La final más soñada: hinchas de Platense de Mallín Ahogado viajaron más de 2.000 kilómetros para ver campeón al equipo de sus amores

David, Marcelo y Fabián viajaron desde Mallín Ahogado a Santiago del Estero para alentar a Platense, el equipo que llevan en la sangre. La pasión los sostiene, incluso tras haber sido golpeados por el devastador incendio del pasado verano.

Por amor a Platense, lo dejaron todo. David, Marcelo y Fabián, tres amigos e hinchas del “Calamar”, partieron desde Mallín Ahogado, en El Bolsón, rumbo a Santiago del Estero para presenciar la final del Torneo Apertura entre Platense y Huracán. Pero su historia no es sólo la de un viaje por fútbol; es la de la amistad, la resiliencia y una pasión que supera cualquier adversidad.

“Salimos el sábado a eso de las dos de la tarde. Hicimos El Bolsón-Bariloche en colectivo, de ahí a Córdoba en avión y Córdoba-Santiago en micro. Impresionante la procesión”, contaron en una entrevista con el canal TN. Atrás dejaron más de 2.000 kilómetros, las comodidades y el descanso del fin de semana. Delante, el sueño de ver campeón al equipo de sus amores.

“No importa el resultado, ya estamos viviendo un sueño” relataban en la previa del partido, remarcando emocionados que “por Platense se deja todo”. Pero esa entrega tiene un trasfondo aún más profundo.

Lo que no salió al aire es que uno de ellos, David, perdió su vivienda durante el incendio que arrasó con parte de Mallín Ahogado el pasado verano. “Se quedó sin nada, la casa se quemó entera.

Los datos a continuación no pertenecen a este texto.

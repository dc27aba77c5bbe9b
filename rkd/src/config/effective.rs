use std::collections::BTreeMap;
use std::path::PathBuf;

use serde::Serialize;
use serde_json::{Map, Value};

use super::merge::Resolved;
use super::{
    ADD_RUNTIME, CGROUP_DRIVER, CGROUP_PARENT, CONTAINERD_PATH, DEBUG, DEFAULT_REGISTRY,
    DEFAULT_REGISTRY_NAMESPACE, ENABLE_CRI, FieldValue, HOME_DIR, LABEL, LISTEN,
    MANAGER_WHITELIST, MAX_CONCURRENT_DOWNLOADS, PIDFILE, Provenance, Scalar, TLS, TLS_CA,
    TLS_CERT, TLS_KEY, TLS_VERIFY,
};
use crate::error::DaemonError;
use crate::listener::ListenAddr;
use crate::tls::TlsSettings;

/// The merged configuration the daemon runs with. Immutable once built; every
/// field remembers which source supplied it.
#[derive(Debug, Clone, Serialize)]
#[serde(rename_all = "camelCase")]
pub struct EffectiveConfig {
    pub listen: Vec<String>,
    pub labels: Vec<String>,
    pub runtimes: BTreeMap<String, String>,
    pub tls: TlsSettings,
    pub containerd_path: String,
    pub cgroup_driver: String,
    pub cgroup_parent: String,
    pub enable_cri: bool,
    pub debug: bool,
    pub home_dir: PathBuf,
    pub pidfile: PathBuf,
    pub default_registry: String,
    pub default_registry_namespace: String,
    pub max_concurrent_downloads: i64,
    #[serde(skip)]
    resolved: BTreeMap<&'static str, Resolved>,
}

impl EffectiveConfig {
    pub(crate) fn from_resolved(resolved: BTreeMap<&'static str, Resolved>) -> Self {
        let scalar = |name: &str| match resolved.get(name).map(|r| &r.value) {
            Some(FieldValue::Scalar(s)) => Some(s.clone()),
            _ => None,
        };
        let string = |name: &str| {
            scalar(name)
                .and_then(|s| s.as_str().map(str::to_string))
                .unwrap_or_default()
        };
        let set = |name: &str| match resolved.get(name).map(|r| &r.value) {
            Some(FieldValue::Set(items)) => items.iter().cloned().collect(),
            _ => Vec::new(),
        };

        let runtimes = match resolved.get(ADD_RUNTIME).map(|r| &r.value) {
            Some(FieldValue::Mapping(entries)) => entries.iter().cloned().collect(),
            _ => BTreeMap::new(),
        };

        let tls = match resolved.get(TLS).map(|r| &r.value) {
            Some(FieldValue::Nested(fields)) => {
                let path = |key: &str| {
                    fields
                        .get(key)
                        .and_then(Scalar::as_str)
                        .filter(|s| !s.is_empty())
                        .map(PathBuf::from)
                };
                TlsSettings {
                    ca: path(TLS_CA),
                    cert: path(TLS_CERT),
                    key: path(TLS_KEY),
                    verify: fields
                        .get(TLS_VERIFY)
                        .and_then(Scalar::as_bool)
                        .unwrap_or(false),
                    manager_whitelist: fields
                        .get(MANAGER_WHITELIST)
                        .and_then(Scalar::as_str)
                        .map(str::to_string),
                }
            }
            _ => TlsSettings::default(),
        };

        EffectiveConfig {
            listen: set(LISTEN),
            labels: set(LABEL),
            runtimes,
            tls,
            containerd_path: string(CONTAINERD_PATH),
            cgroup_driver: string(CGROUP_DRIVER),
            cgroup_parent: string(CGROUP_PARENT),
            enable_cri: scalar(ENABLE_CRI).and_then(|s| s.as_bool()).unwrap_or(false),
            debug: scalar(DEBUG).and_then(|s| s.as_bool()).unwrap_or(false),
            home_dir: PathBuf::from(string(HOME_DIR)),
            pidfile: PathBuf::from(string(PIDFILE)),
            default_registry: string(DEFAULT_REGISTRY),
            default_registry_namespace: string(DEFAULT_REGISTRY_NAMESPACE),
            max_concurrent_downloads: scalar(MAX_CONCURRENT_DOWNLOADS)
                .and_then(|s| s.as_int())
                .unwrap_or(0),
            resolved,
        }
    }

    /// Which source supplied `field`.
    pub fn provenance(&self, field: &str) -> Option<Provenance> {
        self.resolved.get(field).map(|r| r.provenance)
    }

    pub fn value(&self, field: &str) -> Option<&FieldValue> {
        self.resolved.get(field).map(|r| &r.value)
    }

    /// Renders the configuration as a file the file reader accepts unchanged.
    pub fn to_document(&self) -> Value {
        let fields: Map<String, Value> = self
            .resolved
            .iter()
            .map(|(name, r)| (name.to_string(), r.value.to_json()))
            .collect();
        Value::Object(fields)
    }

    pub fn listen_addrs(&self) -> Result<Vec<ListenAddr>, DaemonError> {
        let origin = self.provenance(LISTEN).unwrap_or(Provenance::Default);
        let malformed = |reason: String| DaemonError::MalformedInput {
            origin,
            field: LISTEN.to_string(),
            reason,
        };
        if self.listen.is_empty() {
            return Err(malformed("at least one listen address is required".into()));
        }
        self.listen
            .iter()
            .map(|raw| ListenAddr::parse(raw).map_err(malformed))
            .collect()
    }
}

Tuvieron que empezar de cero”, cuenta uno de sus compañeros. Otro del grupo fue quien lo ayudó a reconstruir su hogar, ladrillo por ladrillo; madera por madera. Y afortunadamente, está a punto de mudarse nuevamente.

Por eso, llegar a la final no fue solo un viaje por fútbol. Fue también una victoria íntima y profunda: la de la amistad que acompaña en la tragedia, la de la esperanza que renace entre cenizas, la de la pasión que empuja aun cuando todo se derrumba.

“Cuando se le pone pasión a la vida, a tu trabajo, a tu equipo, a tu familia… todo cambia. Vale la pena vivirla”, dice uno de ellos. Y con esa filosofía llegaron hasta Santiago. Con Platense en el corazón, y con la certeza de que los sueños, a veces, también se reconstruyen.